INPUT MATERIAL START

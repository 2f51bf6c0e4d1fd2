//! Core data models for the classification service

use crate::error::{AlignmentError, PredictError, UnknownVariantError};
use serde::{Deserialize, Serialize};
use serde_json::{Map, Value};
use std::fmt;
use std::str::FromStr;

/// Label for class id 1
pub const LABEL_CONFIRMED: &str = "CONFIRMED";

/// Label for class id 0
pub const LABEL_FALSE_POSITIVE: &str = "FALSE POSITIVE";

/// Request body key carrying the variant selector
pub const MODEL_TYPE_KEY: &str = "model_type";

/// The two interchangeable trained classifiers
#[derive(Debug, Clone, Copy, PartialEq, Eq, Hash, Serialize, Deserialize)]
pub enum ModelVariant {
    #[serde(rename = "rf")]
    RandomForest,
    #[serde(rename = "lgbm")]
    LightGbm,
}

impl ModelVariant {
    pub const ALL: [ModelVariant; 2] = [ModelVariant::RandomForest, ModelVariant::LightGbm];

    /// Wire name ("rf" / "lgbm")
    pub fn as_str(&self) -> &'static str {
        match self {
            ModelVariant::RandomForest => "rf",
            ModelVariant::LightGbm => "lgbm",
        }
    }

    /// Key used for this variant in the metadata `models` section
    pub fn metadata_key(&self) -> &'static str {
        match self {
            ModelVariant::RandomForest => "random_forest",
            ModelVariant::LightGbm => "lightgbm",
        }
    }

    /// Estimator family the variant was trained with
    pub fn estimator(&self) -> &'static str {
        match self {
            ModelVariant::RandomForest => "RandomForestClassifier",
            ModelVariant::LightGbm => "LGBMClassifier",
        }
    }
}

impl fmt::Display for ModelVariant {
    fn fmt(&self, f: &mut fmt::Formatter<'_>) -> fmt::Result {
        f.write_str(self.as_str())
    }
}

impl FromStr for ModelVariant {
    type Err = UnknownVariantError;

    fn from_str(s: &str) -> Result<Self, Self::Err> {
        match s {
            "rf" => Ok(ModelVariant::RandomForest),
            "lgbm" => Ok(ModelVariant::LightGbm),
            other => Err(UnknownVariantError(other.to_string())),
        }
    }
}

/// Caller-supplied feature values plus the variant to run.
///
/// Features keep the order the caller supplied them in; that order feeds
/// the explanation policy. Values that could not be read as numbers are
/// held in `non_numeric` until the schema decides whether they matter.
#[derive(Debug, Clone, PartialEq)]
pub struct PredictionRequest {
    pub features: Vec<(String, f64)>,
    pub non_numeric: Vec<AlignmentError>,
    pub variant: ModelVariant,
}

impl PredictionRequest {
    pub fn new(variant: ModelVariant) -> Self {
        Self {
            features: Vec::new(),
            non_numeric: Vec::new(),
            variant,
        }
    }

    /// Add a feature value, replacing an earlier value for the same name in place
    pub fn with_feature(mut self, name: impl Into<String>, value: f64) -> Self {
        self.insert(name.into(), value);
        self
    }

    fn insert(&mut self, name: String, value: f64) {
        match self.features.iter_mut().find(|(n, _)| *n == name) {
            Some(slot) => slot.1 = value,
            None => self.features.push((name, value)),
        }
    }

    /// Value supplied for `name`, if any
    pub fn get(&self, name: &str) -> Option<f64> {
        self.features
            .iter()
            .find(|(n, _)| n == name)
            .map(|(_, v)| *v)
    }

    /// Build a request from a JSON object body.
    ///
    /// `model_type` selects the variant (absent or null falls back to
    /// `default_variant`). Null feature values are dropped and numeric
    /// strings are accepted. Other values are kept aside in `non_numeric`;
    /// the predictor rejects them only for names the schema knows.
    pub fn from_json(
        body: &Map<String, Value>,
        default_variant: ModelVariant,
    ) -> Result<Self, PredictError> {
        let variant = match body.get(MODEL_TYPE_KEY) {
            None | Some(Value::Null) => default_variant,
            Some(Value::String(s)) => s.parse()?,
            Some(other) => return Err(UnknownVariantError(other.to_string()).into()),
        };

        let mut request = PredictionRequest::new(variant);
        for (name, value) in body {
            if name == MODEL_TYPE_KEY {
                continue;
            }
            match numeric_value(name, value) {
                Ok(Some(v)) => request.insert(name.clone(), v),
                Ok(None) => {}
                Err(e) => request.non_numeric.push(e),
            }
        }

        Ok(request)
    }
}

fn numeric_value(name: &str, value: &Value) -> Result<Option<f64>, AlignmentError> {
    let reject = |found: String| AlignmentError {
        feature: name.to_string(),
        found,
    };

    let parsed = match value {
        Value::Null => return Ok(None),
        Value::Number(n) => n.as_f64(),
        Value::String(s) => s.trim().parse::<f64>().ok(),
        Value::Bool(b) => return Err(reject(format!("boolean {}", b))),
        Value::Array(_) => return Err(reject("an array".to_string())),
        Value::Object(_) => return Err(reject("an object".to_string())),
    };

    match parsed {
        Some(v) if v.is_finite() => Ok(Some(v)),
        _ => Err(reject(value.to_string())),
    }
}

/// One entry of the feature-importance explanation
#[derive(Debug, Clone, PartialEq, Serialize, Deserialize)]
pub struct TopFeature {
    pub feature: String,
    pub value: f64,
    pub importance: f64,
}

/// Prediction output, serialized verbatim as the API response body
#[derive(Debug, Clone, PartialEq, Serialize, Deserialize)]
pub struct PredictionResult {
    pub predicted_class: u8,
    pub predicted_label: String,
    pub probability_false_positive: f64,
    pub probability_confirmed: f64,
    pub confidence: f64,
    pub model_used: ModelVariant,
    pub top_features: Vec<TopFeature>,
}

/// Fixed binary label mapping
pub fn label_for_class(class_id: u8) -> &'static str {
    if class_id == 1 {
        LABEL_CONFIRMED
    } else {
        LABEL_FALSE_POSITIVE
    }
}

INPUT MATERIAL END

_INSTRUCTIONS FOR THE TASK_
Check each line of the records above for "explanation", and copy those that have it.

_COMPLETED EXERCISE_
/// the explanation policy. Values that could not be read as numbers are
/// One entry of the feature-importance explanation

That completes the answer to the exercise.